[Stored items]
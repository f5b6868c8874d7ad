use chrono::NaiveDate;
use sqlx::SqlitePool;
use uuid::Uuid;

use super::schedules::schedules_for_entry;
use super::{store_scope_filter, ScopedRepo};
use crate::authz::{Action, PolicyEvaluator, Principal, ResourceRef};
use crate::errors::{AppError, AppResult};
use crate::models::planner::{
    DbPlannerEntry, PhotoCreateRequest, PhotoMeta, PlannerEntry, PlannerEntryUpdateRequest,
    PlannerEntryWithSchedules,
};
use crate::utils::utc_now;

const ENTRY_COLUMNS: &str = "id, store_id, date, daily_sales, wtd_actual, mtd_actual, ytd_actual, \
     aif_service_goal, adt_avg_transaction, nps_score, contests, upcoming_sales, end_of_day_notes, \
     priorities, todos, daily_operations, inventory_management, store_standards, inventory_benches, \
     upcoming_education, education_to_sold, social_posts, photos, created_at, updated_at";

impl ScopedRepo {
    /// The planner page read: returns the entry for (store, date), creating it
    /// with the default checklists on first read. The policy is consulted
    /// against the explicit store id before any query runs, so a denied caller
    /// learns nothing about what exists.
    pub async fn get_or_create_entry(
        &self,
        principal: &Principal,
        store_id: Uuid,
        date: NaiveDate,
    ) -> AppResult<PlannerEntryWithSchedules> {
        self.policy
            .decide(principal, Action::ReadPlannerEntry, &ResourceRef::store(store_id))
            .await
            .require()?;

        let store_exists: i64 = sqlx::query_scalar("SELECT COUNT(1) FROM stores WHERE id = ?")
            .bind(store_id.to_string())
            .fetch_one(&self.pool)
            .await?;
        if store_exists == 0 {
            return Err(AppError::not_found("store not found"));
        }

        if let Some(row) = fetch_entry_by_day(&self.pool, store_id, date).await? {
            return self.with_schedules(row.try_into()?).await;
        }

        // Lazy creation mutates state, so it takes the same gate as an
        // explicit write.
        self.policy
            .decide(principal, Action::WritePlannerEntry, &ResourceRef::store(store_id))
            .await
            .require()?;

        let entry = PlannerEntry::new_default(Uuid::new_v4(), store_id, date, utc_now());
        insert_entry(&self.pool, &entry).await?;

        // Re-fetch instead of trusting the insert: a concurrent first read may
        // have won the (store_id, date) unique constraint.
        let row = fetch_entry_by_day(&self.pool, store_id, date)
            .await?
            .ok_or_else(|| AppError::internal("planner entry missing after insert"))?;

        self.with_schedules(row.try_into()?).await
    }

    /// Recent entries for one store, newest first.
    pub async fn entry_history(
        &self,
        principal: &Principal,
        store_id: Uuid,
        limit: i64,
    ) -> AppResult<Vec<PlannerEntry>> {
        self.policy
            .decide(principal, Action::ReadPlannerEntry, &ResourceRef::store(store_id))
            .await
            .require()?;

        let rows = sqlx::query_as::<_, DbPlannerEntry>(&format!(
            "SELECT {} FROM planner_entries WHERE store_id = ? ORDER BY date DESC LIMIT ?",
            ENTRY_COLUMNS
        ))
        .bind(store_id.to_string())
        .bind(limit)
        .fetch_all(&self.pool)
        .await?;

        rows.into_iter().map(PlannerEntry::try_from).collect()
    }

    /// Partial update addressed by entry id. The row is resolved through a
    /// query already scoped to the principal's visible stores; an absent or
    /// invisible entry is a uniform `NotFound`.
    pub async fn update_entry(
        &self,
        principal: &Principal,
        entry_id: Uuid,
        payload: PlannerEntryUpdateRequest,
    ) -> AppResult<PlannerEntry> {
        self.require_entry_write(principal).await?;

        let mut entry: PlannerEntry = self.fetch_visible_entry(principal, entry_id).await?.try_into()?;
        apply_update(&mut entry, payload);
        entry.updated_at = utc_now();

        write_entry(&self.pool, &entry).await?;

        Ok(entry)
    }

    pub async fn add_photo(
        &self,
        principal: &Principal,
        entry_id: Uuid,
        payload: PhotoCreateRequest,
    ) -> AppResult<PhotoMeta> {
        self.require_entry_write(principal).await?;

        let mut entry: PlannerEntry = self.fetch_visible_entry(principal, entry_id).await?.try_into()?;

        let photo = PhotoMeta {
            id: Uuid::new_v4(),
            filename: payload.filename,
            category: payload.category.unwrap_or_else(|| "other".to_string()),
            uploaded_at: utc_now(),
            url: payload.url,
        };

        entry.photos.push(photo.clone());
        entry.updated_at = photo.uploaded_at;
        write_entry(&self.pool, &entry).await?;

        Ok(photo)
    }

    pub async fn remove_photo(
        &self,
        principal: &Principal,
        entry_id: Uuid,
        photo_id: Uuid,
    ) -> AppResult<()> {
        self.require_entry_write(principal).await?;

        let mut entry: PlannerEntry = self.fetch_visible_entry(principal, entry_id).await?.try_into()?;

        let before = entry.photos.len();
        entry.photos.retain(|photo| photo.id != photo_id);
        if entry.photos.len() == before {
            return Err(AppError::not_found("photo not found"));
        }

        entry.updated_at = utc_now();
        write_entry(&self.pool, &entry).await?;

        Ok(())
    }

    /// Roles whose `WritePlannerEntry` is denied outright are turned away
    /// before any row is touched.
    pub(super) async fn require_entry_write(&self, principal: &Principal) -> AppResult<()> {
        self.policy
            .decide(principal, Action::WritePlannerEntry, &ResourceRef::none())
            .await
            .require()
    }

    /// Resolve an entry by id through the principal's store visibility. The
    /// scope is part of the query itself, so an entry in another store is
    /// indistinguishable from one that does not exist.
    pub(super) async fn fetch_visible_entry(
        &self,
        principal: &Principal,
        entry_id: Uuid,
    ) -> AppResult<DbPlannerEntry> {
        let visibility = principal.store_visibility();
        if visibility.is_empty() {
            return Err(AppError::not_found("planner entry not found"));
        }

        let mut sql = format!("SELECT {} FROM planner_entries WHERE id = ?", ENTRY_COLUMNS);
        let mut binds = vec![entry_id.to_string()];
        if let Some((clause, ids)) = store_scope_filter("store_id", &visibility) {
            sql.push_str(" AND ");
            sql.push_str(&clause);
            binds.extend(ids);
        }

        let mut query = sqlx::query_as::<_, DbPlannerEntry>(&sql);
        for bind in &binds {
            query = query.bind(bind);
        }

        query
            .fetch_optional(&self.pool)
            .await?
            .ok_or_else(|| AppError::not_found("planner entry not found"))
    }

    async fn with_schedules(&self, entry: PlannerEntry) -> AppResult<PlannerEntryWithSchedules> {
        let staff_schedules = schedules_for_entry(&self.pool, entry.id).await?;
        Ok(PlannerEntryWithSchedules {
            entry,
            staff_schedules,
        })
    }
}

async fn fetch_entry_by_day(
    pool: &SqlitePool,
    store_id: Uuid,
    date: NaiveDate,
) -> AppResult<Option<DbPlannerEntry>> {
    let row = sqlx::query_as::<_, DbPlannerEntry>(&format!(
        "SELECT {} FROM planner_entries WHERE store_id = ? AND date = ?",
        ENTRY_COLUMNS
    ))
    .bind(store_id.to_string())
    .bind(date.to_string())
    .fetch_optional(pool)
    .await?;

    Ok(row)
}

async fn insert_entry(pool: &SqlitePool, entry: &PlannerEntry) -> AppResult<()> {
    sqlx::query(
        "INSERT INTO planner_entries (id, store_id, date, daily_sales, wtd_actual, mtd_actual, \
         ytd_actual, aif_service_goal, adt_avg_transaction, nps_score, contests, upcoming_sales, \
         end_of_day_notes, priorities, todos, daily_operations, inventory_management, \
         store_standards, inventory_benches, upcoming_education, education_to_sold, social_posts, \
         photos, created_at, updated_at) \
         VALUES (?, ?, ?, ?, ?, ?, ?, ?, ?, ?, ?, ?, ?, ?, ?, ?, ?, ?, ?, ?, ?, ?, ?, ?, ?) \
         ON CONFLICT (store_id, date) DO NOTHING",
    )
    .bind(entry.id.to_string())
    .bind(entry.store_id.to_string())
    .bind(entry.date.to_string())
    .bind(entry.daily_sales)
    .bind(entry.wtd_actual)
    .bind(entry.mtd_actual)
    .bind(entry.ytd_actual)
    .bind(entry.aif_service_goal)
    .bind(entry.adt_avg_transaction)
    .bind(entry.nps_score)
    .bind(&entry.contests)
    .bind(&entry.upcoming_sales)
    .bind(&entry.end_of_day_notes)
    .bind(to_json("priorities", &entry.priorities)?)
    .bind(to_json("todos", &entry.todos)?)
    .bind(to_json("daily_operations", &entry.daily_operations)?)
    .bind(to_json("inventory_management", &entry.inventory_management)?)
    .bind(to_json("store_standards", &entry.store_standards)?)
    .bind(&entry.inventory_benches)
    .bind(&entry.upcoming_education)
    .bind(&entry.education_to_sold)
    .bind(&entry.social_posts)
    .bind(to_json("photos", &entry.photos)?)
    .bind(entry.created_at)
    .bind(entry.updated_at)
    .execute(pool)
    .await?;

    Ok(())
}

async fn write_entry(pool: &SqlitePool, entry: &PlannerEntry) -> AppResult<()> {
    sqlx::query(
        "UPDATE planner_entries SET daily_sales = ?, wtd_actual = ?, mtd_actual = ?, \
         ytd_actual = ?, aif_service_goal = ?, adt_avg_transaction = ?, nps_score = ?, \
         contests = ?, upcoming_sales = ?, end_of_day_notes = ?, priorities = ?, todos = ?, \
         daily_operations = ?, inventory_management = ?, store_standards = ?, \
         inventory_benches = ?, upcoming_education = ?, education_to_sold = ?, social_posts = ?, \
         photos = ?, updated_at = ? WHERE id = ?",
    )
    .bind(entry.daily_sales)
    .bind(entry.wtd_actual)
    .bind(entry.mtd_actual)
    .bind(entry.ytd_actual)
    .bind(entry.aif_service_goal)
    .bind(entry.adt_avg_transaction)
    .bind(entry.nps_score)
    .bind(&entry.contests)
    .bind(&entry.upcoming_sales)
    .bind(&entry.end_of_day_notes)
    .bind(to_json("priorities", &entry.priorities)?)
    .bind(to_json("todos", &entry.todos)?)
    .bind(to_json("daily_operations", &entry.daily_operations)?)
    .bind(to_json("inventory_management", &entry.inventory_management)?)
    .bind(to_json("store_standards", &entry.store_standards)?)
    .bind(&entry.inventory_benches)
    .bind(&entry.upcoming_education)
    .bind(&entry.education_to_sold)
    .bind(&entry.social_posts)
    .bind(to_json("photos", &entry.photos)?)
    .bind(entry.updated_at)
    .bind(entry.id.to_string())
    .execute(pool)
    .await?;

    Ok(())
}

fn to_json<T: serde::Serialize>(column: &str, value: &T) -> AppResult<String> {
    serde_json::to_string(value)
        .map_err(|err| AppError::internal(format!("failed to encode {}: {}", column, err)))
}

fn apply_update(entry: &mut PlannerEntry, payload: PlannerEntryUpdateRequest) {
    if payload.daily_sales.is_some() {
        entry.daily_sales = payload.daily_sales;
    }
    if payload.wtd_actual.is_some() {
        entry.wtd_actual = payload.wtd_actual;
    }
    if payload.mtd_actual.is_some() {
        entry.mtd_actual = payload.mtd_actual;
    }
    if payload.ytd_actual.is_some() {
        entry.ytd_actual = payload.ytd_actual;
    }
    if payload.aif_service_goal.is_some() {
        entry.aif_service_goal = payload.aif_service_goal;
    }
    if payload.adt_avg_transaction.is_some() {
        entry.adt_avg_transaction = payload.adt_avg_transaction;
    }
    if payload.nps_score.is_some() {
        entry.nps_score = payload.nps_score;
    }
    if payload.contests.is_some() {
        entry.contests = payload.contests;
    }
    if payload.upcoming_sales.is_some() {
        entry.upcoming_sales = payload.upcoming_sales;
    }
    if payload.end_of_day_notes.is_some() {
        entry.end_of_day_notes = payload.end_of_day_notes;
    }
    if let Some(priorities) = payload.priorities {
        entry.priorities = priorities;
    }
    if let Some(todos) = payload.todos {
        entry.todos = todos;
    }
    if let Some(daily_operations) = payload.daily_operations {
        entry.daily_operations = daily_operations;
    }
    if let Some(inventory_management) = payload.inventory_management {
        entry.inventory_management = inventory_management;
    }
    if let Some(store_standards) = payload.store_standards {
        entry.store_standards = store_standards;
    }
    if payload.inventory_benches.is_some() {
        entry.inventory_benches = payload.inventory_benches;
    }
    if payload.upcoming_education.is_some() {
        entry.upcoming_education = payload.upcoming_education;
    }
    if payload.education_to_sold.is_some() {
        entry.education_to_sold = payload.education_to_sold;
    }
    if payload.social_posts.is_some() {
        entry.social_posts = payload.social_posts;
    }
}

* [What this task involves]:
Using the records above, copy each line that contains "ResourceRef".

* [Your response]:
use crate::authz::{Action, PolicyEvaluator, Principal, ResourceRef};
            .decide(principal, Action::ReadPlannerEntry, &ResourceRef::store(store_id))
            .decide(principal, Action::WritePlannerEntry, &ResourceRef::store(store_id))
            .decide(principal, Action::ReadPlannerEntry, &ResourceRef::store(store_id))
            .decide(principal, Action::WritePlannerEntry, &ResourceRef::none())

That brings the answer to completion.